WHAT THE EXERCISE ASKS:
Repeat exactly the lines from the first line of the records through the line containing "pub fn sweep(&self, idle: Duration)", and nothing more.
[INFORMATION SHOWN Boundary: Start]
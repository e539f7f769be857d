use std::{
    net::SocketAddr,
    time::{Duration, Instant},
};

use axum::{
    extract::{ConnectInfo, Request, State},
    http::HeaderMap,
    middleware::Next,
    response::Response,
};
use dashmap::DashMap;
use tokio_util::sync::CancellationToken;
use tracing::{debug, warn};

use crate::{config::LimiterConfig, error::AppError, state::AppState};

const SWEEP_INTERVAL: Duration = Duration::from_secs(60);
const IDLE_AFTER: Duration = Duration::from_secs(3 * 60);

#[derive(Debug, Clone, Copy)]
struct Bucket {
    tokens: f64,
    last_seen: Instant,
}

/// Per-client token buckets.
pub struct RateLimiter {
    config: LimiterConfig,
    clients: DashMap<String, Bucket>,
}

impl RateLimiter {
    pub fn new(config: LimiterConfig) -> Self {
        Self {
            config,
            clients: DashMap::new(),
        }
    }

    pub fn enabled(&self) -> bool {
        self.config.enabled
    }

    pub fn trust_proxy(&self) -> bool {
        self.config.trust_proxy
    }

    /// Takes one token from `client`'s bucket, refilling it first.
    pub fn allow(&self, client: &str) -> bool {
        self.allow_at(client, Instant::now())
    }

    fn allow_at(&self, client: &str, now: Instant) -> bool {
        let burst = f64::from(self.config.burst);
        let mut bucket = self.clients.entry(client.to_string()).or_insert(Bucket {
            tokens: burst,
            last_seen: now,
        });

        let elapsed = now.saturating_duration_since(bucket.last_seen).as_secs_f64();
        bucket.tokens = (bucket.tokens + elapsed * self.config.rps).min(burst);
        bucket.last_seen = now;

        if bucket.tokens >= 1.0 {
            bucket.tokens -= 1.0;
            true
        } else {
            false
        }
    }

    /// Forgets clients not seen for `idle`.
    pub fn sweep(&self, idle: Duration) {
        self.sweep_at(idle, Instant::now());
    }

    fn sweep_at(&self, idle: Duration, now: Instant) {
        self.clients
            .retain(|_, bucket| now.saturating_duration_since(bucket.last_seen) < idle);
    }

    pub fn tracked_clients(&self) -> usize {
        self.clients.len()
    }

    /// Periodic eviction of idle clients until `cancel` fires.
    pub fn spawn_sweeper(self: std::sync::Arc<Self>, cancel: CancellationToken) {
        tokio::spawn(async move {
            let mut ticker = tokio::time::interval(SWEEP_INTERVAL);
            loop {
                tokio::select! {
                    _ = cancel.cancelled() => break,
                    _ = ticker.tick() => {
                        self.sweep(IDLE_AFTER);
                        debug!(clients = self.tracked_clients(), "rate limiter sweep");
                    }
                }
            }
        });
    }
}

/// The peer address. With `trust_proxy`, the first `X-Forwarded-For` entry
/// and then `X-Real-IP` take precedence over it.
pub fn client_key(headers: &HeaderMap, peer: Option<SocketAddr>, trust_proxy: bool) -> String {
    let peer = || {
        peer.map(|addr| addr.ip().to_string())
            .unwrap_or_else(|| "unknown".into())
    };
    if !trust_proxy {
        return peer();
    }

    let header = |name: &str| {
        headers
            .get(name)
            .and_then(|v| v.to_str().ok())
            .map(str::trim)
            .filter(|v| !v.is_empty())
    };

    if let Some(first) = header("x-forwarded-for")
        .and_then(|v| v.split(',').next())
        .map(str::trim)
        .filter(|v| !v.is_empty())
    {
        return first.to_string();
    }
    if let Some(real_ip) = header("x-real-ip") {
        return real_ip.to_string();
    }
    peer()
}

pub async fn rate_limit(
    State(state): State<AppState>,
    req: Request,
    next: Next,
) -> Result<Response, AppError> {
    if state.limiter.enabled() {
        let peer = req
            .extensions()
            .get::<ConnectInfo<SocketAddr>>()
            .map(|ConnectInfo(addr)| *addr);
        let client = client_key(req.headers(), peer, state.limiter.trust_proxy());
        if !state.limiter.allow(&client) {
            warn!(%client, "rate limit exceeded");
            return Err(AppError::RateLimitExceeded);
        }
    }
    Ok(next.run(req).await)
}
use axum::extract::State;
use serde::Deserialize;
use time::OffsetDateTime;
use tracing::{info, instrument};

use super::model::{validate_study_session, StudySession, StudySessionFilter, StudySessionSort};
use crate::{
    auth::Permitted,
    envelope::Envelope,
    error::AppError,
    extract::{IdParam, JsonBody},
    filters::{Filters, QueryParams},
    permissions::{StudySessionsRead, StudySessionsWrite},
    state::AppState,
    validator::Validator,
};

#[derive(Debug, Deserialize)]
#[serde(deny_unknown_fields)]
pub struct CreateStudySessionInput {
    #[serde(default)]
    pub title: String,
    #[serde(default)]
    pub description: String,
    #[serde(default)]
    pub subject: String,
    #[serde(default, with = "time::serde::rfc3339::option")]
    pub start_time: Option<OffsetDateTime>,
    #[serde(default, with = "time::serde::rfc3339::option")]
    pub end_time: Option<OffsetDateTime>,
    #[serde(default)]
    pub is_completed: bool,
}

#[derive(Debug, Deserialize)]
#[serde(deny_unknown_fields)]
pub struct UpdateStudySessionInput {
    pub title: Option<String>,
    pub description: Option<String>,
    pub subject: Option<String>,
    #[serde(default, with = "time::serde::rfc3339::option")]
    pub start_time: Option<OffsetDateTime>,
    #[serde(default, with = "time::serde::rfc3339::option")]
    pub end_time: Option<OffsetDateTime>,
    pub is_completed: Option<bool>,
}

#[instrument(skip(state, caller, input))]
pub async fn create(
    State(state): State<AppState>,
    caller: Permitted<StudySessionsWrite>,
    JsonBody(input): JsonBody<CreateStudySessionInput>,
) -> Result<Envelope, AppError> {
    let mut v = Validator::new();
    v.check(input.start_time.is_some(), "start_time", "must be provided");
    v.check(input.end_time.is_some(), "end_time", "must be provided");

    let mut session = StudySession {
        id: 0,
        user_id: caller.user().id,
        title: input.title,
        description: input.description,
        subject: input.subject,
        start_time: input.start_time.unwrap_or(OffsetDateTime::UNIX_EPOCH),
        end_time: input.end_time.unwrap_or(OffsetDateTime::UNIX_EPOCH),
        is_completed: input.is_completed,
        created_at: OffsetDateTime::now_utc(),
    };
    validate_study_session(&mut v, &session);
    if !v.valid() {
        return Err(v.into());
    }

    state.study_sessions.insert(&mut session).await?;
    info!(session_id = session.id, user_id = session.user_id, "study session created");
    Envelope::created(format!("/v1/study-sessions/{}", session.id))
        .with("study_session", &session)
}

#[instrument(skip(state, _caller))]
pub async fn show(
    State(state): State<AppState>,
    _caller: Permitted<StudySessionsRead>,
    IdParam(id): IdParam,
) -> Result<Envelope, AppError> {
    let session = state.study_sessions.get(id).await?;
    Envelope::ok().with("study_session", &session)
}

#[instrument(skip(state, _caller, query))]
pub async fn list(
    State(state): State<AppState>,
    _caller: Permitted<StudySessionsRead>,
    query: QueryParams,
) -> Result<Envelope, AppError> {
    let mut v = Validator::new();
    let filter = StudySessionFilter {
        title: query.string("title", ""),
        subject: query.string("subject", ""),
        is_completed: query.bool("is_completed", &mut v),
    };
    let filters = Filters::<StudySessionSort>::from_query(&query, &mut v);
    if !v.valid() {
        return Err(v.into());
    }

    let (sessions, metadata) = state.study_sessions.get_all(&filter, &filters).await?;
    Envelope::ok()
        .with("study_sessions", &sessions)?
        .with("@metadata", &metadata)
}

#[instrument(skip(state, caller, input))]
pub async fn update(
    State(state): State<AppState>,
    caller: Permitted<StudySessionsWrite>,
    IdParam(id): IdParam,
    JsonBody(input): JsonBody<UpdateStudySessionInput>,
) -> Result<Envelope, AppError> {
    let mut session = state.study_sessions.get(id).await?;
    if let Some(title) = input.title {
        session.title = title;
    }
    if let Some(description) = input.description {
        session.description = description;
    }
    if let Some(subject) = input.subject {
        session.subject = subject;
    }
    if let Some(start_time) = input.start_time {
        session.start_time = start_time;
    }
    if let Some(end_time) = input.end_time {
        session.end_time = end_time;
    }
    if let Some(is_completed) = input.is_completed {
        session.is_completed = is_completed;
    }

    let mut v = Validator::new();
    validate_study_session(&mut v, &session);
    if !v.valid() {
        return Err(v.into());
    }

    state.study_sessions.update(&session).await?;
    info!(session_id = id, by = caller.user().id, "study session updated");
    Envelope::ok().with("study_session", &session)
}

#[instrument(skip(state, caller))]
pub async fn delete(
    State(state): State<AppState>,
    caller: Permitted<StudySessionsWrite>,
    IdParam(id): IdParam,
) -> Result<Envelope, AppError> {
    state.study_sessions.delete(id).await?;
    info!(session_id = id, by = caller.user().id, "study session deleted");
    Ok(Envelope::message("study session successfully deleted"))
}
[INFORMATION SHOWN Boundary: End]
TASK ANSWER:
repository e539f7f769be857d
use std::{
    net::SocketAddr,
    time::{Duration, Instant},
};

use axum::{
    extract::{ConnectInfo, Request, State},
    http::HeaderMap,
    middleware::Next,
    response::Response,
};
use dashmap::DashMap;
use tokio_util::sync::CancellationToken;
use tracing::{debug, warn};

use crate::{config::LimiterConfig, error::AppError, state::AppState};

const SWEEP_INTERVAL: Duration = Duration::from_secs(60);
const IDLE_AFTER: Duration = Duration::from_secs(3 * 60);

#[derive(Debug, Clone, Copy)]
struct Bucket {
    tokens: f64,
    last_seen: Instant,
}

/// Per-client token buckets.
pub struct RateLimiter {
    config: LimiterConfig,
    clients: DashMap<String, Bucket>,
}

impl RateLimiter {
    pub fn new(config: LimiterConfig) -> Self {
        Self {
            config,
            clients: DashMap::new(),
        }
    }

    pub fn enabled(&self) -> bool {
        self.config.enabled
    }

    pub fn trust_proxy(&self) -> bool {
        self.config.trust_proxy
    }

    /// Takes one token from `client`'s bucket, refilling it first.
    pub fn allow(&self, client: &str) -> bool {
        self.allow_at(client, Instant::now())
    }

    fn allow_at(&self, client: &str, now: Instant) -> bool {
        let burst = f64::from(self.config.burst);
        let mut bucket = self.clients.entry(client.to_string()).or_insert(Bucket {
            tokens: burst,
            last_seen: now,
        });

        let elapsed = now.saturating_duration_since(bucket.last_seen).as_secs_f64();
        bucket.tokens = (bucket.tokens + elapsed * self.config.rps).min(burst);
        bucket.last_seen = now;

        if bucket.tokens >= 1.0 {
            bucket.tokens -= 1.0;
            true
        } else {
            false
        }
    }

    /// Forgets clients not seen for `idle`.
    pub fn sweep(&self, idle: Duration) {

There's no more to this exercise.